This October marks twelve years that I have been a part of the benzo community. Those first few years were challenging: tapering, bedridden, cold turkeyed, psych ward, etc. A whole lot of fun. Not! I’ve been doing my best to help people throughout my healing journey, using my doctorate in psychology, post-doc social neuroscience studies, and my lived experienced, along with the stories I’ve heard from so many others.

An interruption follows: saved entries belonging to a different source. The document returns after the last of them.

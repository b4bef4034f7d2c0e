// ============================================================
// Layer 5 — Training Loop
// ============================================================
// Train + validation loop with windowed metrics and a
// best-training-accuracy checkpoint policy.
//
// Per epoch:
//   1. training phase   — forward, BCE-with-logits, accuracy,
//                         backward, Adam step (on Autodiff<B>)
//   2. validation phase — forward, loss, accuracy only, on
//                         model.valid() (inner backend, no graph)
//   3. checkpoint       — save iff mean training accuracy >= best
//
// Every OUTPUT_FREQ batches each phase prints a window report and
// forwards it to the MetricsSink. Validation windows also log a
// histogram of every parameter and of its gradient from the last
// training step of the epoch.
//
// Key Burn insight:
//   - Training uses Autodiff<B> for gradients
//   - model.valid() returns the model on B::InnerBackend
//   - The validation batcher must also use B::InnerBackend
//
// Reference: Burn Book §5, Kingma & Ba (2015) Adam

use anyhow::{anyhow, Result};
use burn::{
    backend::{
        ndarray::NdArrayDevice,
        wgpu::WgpuDevice,
        Autodiff, NdArray, Wgpu,
    },
    data::{
        dataloader::{DataLoader, DataLoaderBuilder},
        dataset::Dataset,
    },
    module::AutodiffModule,
    nn::loss::BinaryCrossEntropyLossConfig,
    optim::{decay::WeightDecayConfig, AdamConfig, GradientsParams, Optimizer},
    prelude::*,
    tensor::{activation, backend::AutodiffBackend},
};
use std::{sync::Arc, time::Instant};

use crate::application::train_use_case::{DeviceKind, TrainConfig};
use crate::data::{
    batcher::{PairBatch, PairBatcher},
    dataset::ClaimDataset,
    producer::BatchSource,
};
use crate::domain::{
    run_parameters::RunParameters,
    traits::{EpochMetrics, MetricsSink},
};
use crate::infra::checkpoint::{BestCheckpoint, CheckpointDecision, CheckpointManager, CheckpointPolicy};
use crate::ml::accumulator::{output_frequency, BatchOutcome, PhaseSummary, PhaseTotals, RunningMetric};
use crate::ml::model::{ClsmModel, RelevanceModel};
use crate::ml::snapshot::{gradient_values, parameter_values, HostTensor};

/// Fixed L2 penalty of the Adam optimiser.
pub const WEIGHT_DECAY: f32 = 1e-4;

pub const OPTIMIZER_NAME: &str = "Adam";
pub const LOSS_NAME:      &str = "BCEWithLogitsLoss";

/// Report cadence and progress denominators, computed once per run.
#[derive(Debug, Clone, Copy)]
pub struct ReportSchedule {
    pub output_freq:             usize,
    pub train_batches_per_epoch: f64,
    pub val_batches_per_epoch:   f64,
}

impl ReportSchedule {
    pub fn new(train_len: usize, val_len: usize, batch_size: usize) -> Self {
        let bs = batch_size.max(1) as f64;
        Self {
            output_freq:             output_frequency(train_len, batch_size),
            train_batches_per_epoch: train_len as f64 / bs,
            val_batches_per_epoch:   val_len   as f64 / bs,
        }
    }
}

/// Epoch count and learning rate for `run_epochs`.
#[derive(Debug, Clone, Copy)]
pub struct EpochPlan {
    pub epochs:        usize,
    pub learning_rate: f64,
    pub schedule:      ReportSchedule,
}

/// Called with the model every time the policy reports a new best.
pub type SaveBest<'a, M> = dyn FnMut(&M, &BestCheckpoint) -> Result<()> + 'a;

// ─── Entry point ──────────────────────────────────────────────────────────────

pub fn run_training(
    cfg:           &TrainConfig,
    train_dataset: ClaimDataset,
    val_dataset:   ClaimDataset,
    params:        &RunParameters,
    ckpt_manager:  &CheckpointManager,
    sink:          &mut dyn MetricsSink,
) -> Result<Vec<EpochMetrics>> {
    match cfg.runtime.device {
        DeviceKind::Wgpu => {
            let device = WgpuDevice::default();
            tracing::info!("Using WGPU device: {:?}", device);
            train_loop::<Autodiff<Wgpu>>(cfg, device, train_dataset, val_dataset, params, ckpt_manager, sink)
        }
        DeviceKind::Cpu => {
            let device = NdArrayDevice::Cpu;
            tracing::info!("Using CPU device: {:?}", device);
            train_loop::<Autodiff<NdArray>>(cfg, device, train_dataset, val_dataset, params, ckpt_manager, sink)
        }
    }
}

fn train_loop<B: AutodiffBackend>(
    cfg:           &TrainConfig,
    device:        B::Device,
    train_dataset: ClaimDataset,
    val_dataset:   ClaimDataset,
    params:        &RunParameters,
    ckpt_manager:  &CheckpointManager,
    sink:          &mut dyn MetricsSink,
) -> Result<Vec<EpochMetrics>> {
    let model = seeded_model::<B>(cfg, &device);
    tracing::info!(
        "Created model: feature_dim={}, conv_dim={}, semantic_dim={}",
        cfg.feature_dim,
        cfg.conv_dim,
        cfg.semantic_dim
    );

    let mut save = |model: &ClsmModel<B>, best: &BestCheckpoint| -> Result<()> {
        let path = ckpt_manager.save_best::<B, _>(model, best, params)?;
        tracing::info!("Checkpoint saved to '{}'", path.display());
        Ok(())
    };

    let (_, history) = fit(model, cfg, device, train_dataset, val_dataset, &mut save, sink)?;
    tracing::info!("Training complete!");
    Ok(history)
}

/// Seed the backend RNG, then initialise the model from it.
pub fn seeded_model<B: Backend>(cfg: &TrainConfig, device: &B::Device) -> ClsmModel<B> {
    B::seed(cfg.runtime.seed);
    cfg.model_config().init(device)
}

pub fn adam_config() -> AdamConfig {
    AdamConfig::new().with_weight_decay(Some(WeightDecayConfig::new(WEIGHT_DECAY)))
}

/// Build optimiser and data loaders around an existing model, then
/// run every epoch. Returns the trained model and per-epoch metrics.
pub fn fit<B, M>(
    model:         M,
    cfg:           &TrainConfig,
    device:        B::Device,
    train_dataset: ClaimDataset,
    val_dataset:   ClaimDataset,
    save_best:     &mut SaveBest<'_, M>,
    sink:          &mut dyn MetricsSink,
) -> Result<(M, Vec<EpochMetrics>)>
where
    B: AutodiffBackend,
    M: AutodiffModule<B> + RelevanceModel<B>,
    M::InnerModule: RelevanceModel<B::InnerBackend>,
{
    let plan = EpochPlan {
        epochs:        cfg.epochs,
        learning_rate: cfg.learning_rate,
        schedule:      ReportSchedule::new(train_dataset.len(), val_dataset.len(), cfg.batch_size),
    };
    tracing::info!("Reporting every {} batches", plan.schedule.output_freq);

    // ── Adam with weight decay ────────────────────────────────────────────────
    let mut optim = adam_config().init::<B, M>();

    // ── Training data loader (AutodiffBackend) ────────────────────────────────
    let train_loader: Arc<dyn DataLoader<PairBatch<B>>> =
        DataLoaderBuilder::new(PairBatcher::<B>::new(device.clone(), cfg.feature_dim))
            .batch_size(cfg.batch_size)
            .shuffle(cfg.runtime.seed)
            .num_workers(cfg.runtime.num_workers)
            .build(train_dataset);

    // ── Validation data loader (InnerBackend — no autodiff overhead) ──────────
    let val_loader: Arc<dyn DataLoader<PairBatch<B::InnerBackend>>> =
        DataLoaderBuilder::new(PairBatcher::<B::InnerBackend>::new(device, cfg.feature_dim))
            .batch_size(cfg.batch_size)
            .shuffle(cfg.runtime.seed)
            .num_workers(cfg.runtime.num_workers)
            .build(val_dataset);

    println!("Training...");
    run_epochs(model, &mut optim, &plan, &train_loader, &val_loader, save_best, sink)
}

// ─── Epoch loop ───────────────────────────────────────────────────────────────

pub fn run_epochs<B, M, O>(
    mut model: M,
    optim:     &mut O,
    plan:      &EpochPlan,
    train:     &dyn BatchSource<PairBatch<B>>,
    val:       &dyn BatchSource<PairBatch<B::InnerBackend>>,
    save_best: &mut SaveBest<'_, M>,
    sink:      &mut dyn MetricsSink,
) -> Result<(M, Vec<EpochMetrics>)>
where
    B: AutodiffBackend,
    M: AutodiffModule<B> + RelevanceModel<B>,
    M::InnerModule: RelevanceModel<B::InnerBackend>,
    O: Optimizer<M, B>,
{
    let mut policy  = CheckpointPolicy::new();
    let mut history = Vec::with_capacity(plan.epochs);

    for epoch in 0..plan.epochs {
        let (trained, train_summary, last_grads) = train_phase(
            model,
            optim,
            plan.learning_rate,
            train.batches(),
            epoch,
            &plan.schedule,
            sink,
        )?;
        model = trained;
        tracing::debug!("Epoch {}: {} training batches", epoch, train_summary.batches);

        println!("Running validation...");
        let model_valid  = model.valid();
        let val_summary  = validate_phase(
            &model_valid,
            val.batches(),
            epoch,
            &plan.schedule,
            &last_grads,
            sink,
        )?;

        let train_acc = train_summary.mean_accuracy;
        println!("[{}] mean accuracy: {}", epoch, train_acc);

        let saved = match policy.observe(epoch, train_acc) {
            CheckpointDecision::Save(best) => {
                println!("=> Saving a new best");
                save_best(&model, &best)?;
                true
            }
            CheckpointDecision::Skip { best_accuracy } => {
                println!("=> Training accuracy did not improve (best {best_accuracy})");
                false
            }
        };

        let metrics = EpochMetrics {
            epoch,
            train_loss:     train_summary.mean_loss,
            train_accuracy: train_acc,
            val_loss:       val_summary.mean_loss,
            val_accuracy:   val_summary.mean_accuracy,
            saved,
        };
        sink.log_epoch(&metrics)?;
        history.push(metrics);
    }

    Ok((model, history))
}

/// One pass over the training batches with a parameter update per batch.
/// Also returns the gradients of the final batch, copied to the host.
pub fn train_phase<B, M, O>(
    mut model:     M,
    optim:         &mut O,
    learning_rate: f64,
    batches:       impl Iterator<Item = PairBatch<B>>,
    epoch:         usize,
    schedule:      &ReportSchedule,
    sink:          &mut dyn MetricsSink,
) -> Result<(M, PhaseSummary, Vec<HostTensor>)>
where
    B: AutodiffBackend,
    M: AutodiffModule<B> + RelevanceModel<B>,
    O: Optimizer<M, B>,
{
    let mut window       = RunningMetric::new(schedule.output_freq);
    let mut totals       = PhaseTotals::default();
    let mut window_start = Instant::now();
    let mut last_grads   = Vec::new();

    let mut batches = batches.enumerate().peekable();
    while let Some((batch_num, batch)) = batches.next() {
        let (loss, outcome) = score_batch(&model, batch)?;
        totals.add(&outcome);

        if let Some(report) = window.push(batch_num, outcome) {
            println!(
                "[{}:{}:{:.3}s] training loss: {}, training accuracy: {}, training recall: {}",
                epoch,
                report.batch_num as f64 / schedule.train_batches_per_epoch,
                window_start.elapsed().as_secs_f64(),
                report.mean_loss,
                report.mean_accuracy,
                report.recall,
            );
            sink.log_scalar("train_loss", report.mean_loss, report.batch_num + 1)?;
            sink.log_scalar("train_accuracy", report.mean_accuracy, report.batch_num + 1)?;
            window_start = Instant::now();
        }

        // Backward builds fresh gradients every step; nothing to zero
        let grads = loss.backward();
        let grads = GradientsParams::from_grads(grads, &model);
        if batches.peek().is_none() {
            last_grads = gradient_values(&model, &grads)?;
        }
        model = optim.step(learning_rate, model, grads);
    }

    Ok((model, totals.summary(), last_grads))
}

/// One pass over the validation batches; parameters are untouched.
/// `grads` are logged next to the parameter histograms.
pub fn validate_phase<B, M>(
    model:    &M,
    batches:  impl Iterator<Item = PairBatch<B>>,
    epoch:    usize,
    schedule: &ReportSchedule,
    grads:    &[HostTensor],
    sink:     &mut dyn MetricsSink,
) -> Result<PhaseSummary>
where
    B: Backend,
    M: Module<B> + RelevanceModel<B>,
{
    let mut window = RunningMetric::new(schedule.output_freq);
    let mut totals = PhaseTotals::default();
    // Parameters are fixed during validation; copy them once
    let mut params: Option<Vec<HostTensor>> = None;

    for (batch_num, batch) in batches.enumerate() {
        let (_, outcome) = score_batch(model, batch)?;
        totals.add(&outcome);

        if let Some(report) = window.push(batch_num, outcome) {
            println!(
                "[{}:{}] loss: {}, accuracy: {}, recall: {}",
                epoch,
                report.batch_num as f64 / schedule.val_batches_per_epoch,
                report.mean_loss,
                report.mean_accuracy,
                report.recall,
            );
            let step = report.batch_num + 1;
            sink.log_scalar("val_loss", report.mean_loss, step)?;
            sink.log_scalar("val_accuracy", report.mean_accuracy, step)?;

            if params.is_none() {
                params = Some(parameter_values(model)?);
            }
            for t in params.iter().flatten().chain(grads) {
                sink.log_histogram(&t.tag, &t.values, step)?;
            }
        }
    }

    Ok(totals.summary())
}

/// Forward pass, loss and host-side metrics for one batch.
/// The loss tensor is returned so the training phase can backprop it.
pub fn score_batch<B: Backend, M: RelevanceModel<B>>(
    model: &M,
    batch: PairBatch<B>,
) -> Result<(Tensor<B, 1>, BatchOutcome)> {
    let labels = batch.labels;
    let logits = model.forward(batch.claims, batch.evidences).flatten::<1>(0, 1);

    let bce  = BinaryCrossEntropyLossConfig::new()
        .with_logits(true)
        .init(&logits.device());
    let loss = bce.forward(logits.clone(), labels.clone());

    // round(sigmoid(x)) rounds half to even, so exactly 0.5 is a 0
    let predictions = activation::sigmoid(logits).greater_elem(0.5).float();

    let predictions = to_host(predictions)?;
    let labels      = to_host(labels.float())?;
    let loss_val: f64 = loss.clone().into_scalar().elem::<f64>();

    Ok((loss, BatchOutcome::measure(loss_val, &predictions, &labels)))
}

fn to_host<B: Backend>(t: Tensor<B, 1>) -> Result<Vec<f32>> {
    t.into_data()
        .convert::<f32>()
        .to_vec::<f32>()
        .map_err(|e| anyhow!("Cannot read tensor data: {e:?}"))
}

I’ve created online courses, Facebook groups, and a live support group to help because I care about you more than you know. For all the years I’ve been in the community, it’s been my policy to answer emails, texts, Facebook messages, and WhatsApp messages from anyone in the community who needed help. I invited and encouraged people to reach out. Now, I can’t. I don’t have the extra time as there are so many messages. But more than that, I am dancing on the edge of burnout. I listen to, read, and respond to so much suffering seven days a week. I can no longer enjoy time to relax or enjoy my family without someone in distress reaching out to me. And I GET IT! I do! I was there, too, for a long time. I know I drove Baylissa, Geraldine, and Matt crazy with my emails and calls. I was desperate for help. So I understand.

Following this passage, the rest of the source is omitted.